You lose a lot of the 1/4" dowel to saw kerf.


----------



## patron (Apr 2, 2009)

michael ,
you could do the same thing with a thin kerf , jap saw by hand ,
you wouldn't need the pin ,
as the body of the saw would keep it straight .
or just offset the cut and use two dowels .
depends on how much he needs .


----------



## Newton (Jun 29, 2008)

David….that is one of the slickets things I have ever seen!


----------



## RickRogers7 (Jan 30, 2010)

Thanks! I used the drilled hole bandsaw approach. My VW Beetle now has walnut turn signals. I appreciate all your input.

Rick


----------



## Magnum (Feb 5, 2010)

David: Absolute Genius!! That one's going in the "Shop Jigs" File of "My Documents" for sure! Thank you kind Sir!

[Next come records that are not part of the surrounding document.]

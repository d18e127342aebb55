//! Errors surfaced by the indexing driver, wrapped with file and
//! operation context.

use super::{ReadError, StorageError};

/// Errors that abort an indexing batch.
#[derive(Debug, thiserror::Error)]
pub enum IndexError {
    #[error("aggregating {filename}: {source}")]
    Aggregate {
        filename: String,
        #[source]
        source: ReadError,
    },

    #[error("{operation} for {filename}: {source}")]
    Store {
        operation: &'static str,
        filename: String,
        #[source]
        source: StorageError,
    },

    #[error("{operation}: {source}")]
    Batch {
        operation: &'static str,
        #[source]
        source: StorageError,
    },
}
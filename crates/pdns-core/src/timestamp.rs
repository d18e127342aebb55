//! Timestamp handling.
//!
//! Log timestamps arrive as opaque strings in one of two forms: decimal
//! unix seconds (possibly fractional, `"-"` meaning zero) or RFC3339.
//! They stay strings through aggregation; stores normalize them to unix
//! seconds at the upsert boundary.

use std::cmp::Ordering;

use chrono::{DateTime, NaiveDateTime};
use tracing::warn;

/// Drop the fractional part of a decimal timestamp. `"-"` becomes `"0"`.
pub fn strip_decimal(value: &str) -> &str {
    if value == "-" {
        return "0";
    }
    match value.find('.') {
        Some(idx) => &value[..idx],
        None => value,
    }
}

/// Total-order comparison over both timestamp forms.
///
/// Fractional seconds are ignored. If either side contains a `-` the two
/// are compared as strings (RFC3339 is length-equal and lexicographically
/// ordered); otherwise both are compared as 64-bit unix seconds. Values
/// that parse as neither compare equal, with a warning.
pub fn compare(a: &str, b: &str) -> Ordering {
    let a = strip_decimal(a);
    let b = strip_decimal(b);
    if a.contains('-') || b.contains('-') {
        return a.cmp(b);
    }
    match (a.parse::<i64>(), b.parse::<i64>()) {
        (Ok(a), Ok(b)) => a.cmp(&b),
        _ => {
            warn!(a, b, "timestamps are not comparable, treating as equal");
            Ordering::Equal
        }
    }
}

/// Normalize a timestamp string to unix seconds.
///
/// Pure-digit input (after fraction stripping) passes through; RFC3339 is
/// converted. A bare `YYYY-MM-DDTHH:MM:SS` without an offset is read as
/// UTC, which is how offset-less sensor logs are written.
pub fn to_unix_seconds(value: &str) -> Result<i64, BadTimestamp> {
    let stripped = strip_decimal(value);
    if let Ok(secs) = stripped.parse::<i64>() {
        return Ok(secs);
    }
    if let Ok(dt) = DateTime::parse_from_rfc3339(value) {
        return Ok(dt.timestamp());
    }
    NaiveDateTime::parse_from_str(stripped, "%Y-%m-%dT%H:%M:%S")
        .map(|naive| naive.and_utc().timestamp())
        .map_err(|_| BadTimestamp {
            value: value.to_string(),
        })
}

/// A timestamp string that is neither unix seconds nor RFC3339.
#[derive(Debug, thiserror::Error)]
#[error("cannot interpret {value:?} as a timestamp")]
pub struct BadTimestamp {
    pub value: String,
}

#[cfg(test)]
mod tests {
    use super::*;

    #[test]
    fn strip_decimal_handles_all_forms() {
        assert_eq!(strip_decimal("1459468983.764585"), "1459468983");
        assert_eq!(strip_decimal("300"), "300");
        assert_eq!(strip_decimal("-"), "0");
        assert_eq!(strip_decimal("300.7"), "300");
    }

    #[test]
    fn compare_numeric() {
        assert_eq!(compare("10", "20"), Ordering::Less);
        assert_eq!(compare("20", "10"), Ordering::Greater);
        assert_eq!(compare("10", "10.5"), Ordering::Equal);
    }

    #[test]
    fn compare_rfc3339_is_lexicographic() {
        assert_eq!(
            compare("2016-04-01T00:03:03Z", "2016-04-01T21:55:04Z"),
            Ordering::Less
        );
        // Mixed forms fall back to string comparison as well.
        assert_eq!(compare("2016-04-01T00:03:03Z", "10"), Ordering::Greater);
    }

    #[test]
    fn compare_unparseable_is_equal() {
        // No hyphen on either side, so this exercises the i64 parse
        // failure fallback rather than the string-comparison branch.
        assert_eq!(compare("abc", "xyz"), Ordering::Equal);
    }

    #[test]
    fn compare_ignores_fraction() {
        assert_eq!(compare("10.9", "10"), Ordering::Equal);
    }

    #[test]
    fn unix_seconds_passthrough() {
        assert_eq!(to_unix_seconds("1459468983").unwrap(), 1459468983);
        assert_eq!(to_unix_seconds("1459468983.764585").unwrap(), 1459468983);
        assert_eq!(to_unix_seconds("-").unwrap(), 0);
    }

    #[test]
    fn unix_seconds_from_rfc3339() {
        assert_eq!(to_unix_seconds("1970-01-01T00:01:00Z").unwrap(), 60);
        assert_eq!(to_unix_seconds("1970-01-01T00:01:00+00:00").unwrap(), 60);
        // Offset-less sensor output reads as UTC.
        assert_eq!(to_unix_seconds("1970-01-01T00:01:00").unwrap(), 60);
    }

    #[test]
    fn unix_seconds_rejects_garbage() {
        assert!(to_unix_seconds("yesterday").is_err());
    }
}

Rick: Thanks for posting that. Think up a few more for David to solve so I can Dowload them ..LOL….

Rick (The Other One)

P.S. Here's a FREE one I saw the other day. RE: Face or Exposed Nailing. Glue it. Nail it. Countersink the Nail. Fill the nail hole. Sand it all down. DAMN! That Filler still shows and clogs up the Grain, especially after the stain or finish goes on!!!
SOLUTION: Just before driving the nail ….put a strip of Masking tape along the line where you are going to nail. Drive Nail. Countersink. Fill Hole. Let it Dry for a few minutes. Sand if Necessary. Remove Masking Tape. WALLA!! Clean as a Whistle!!


----------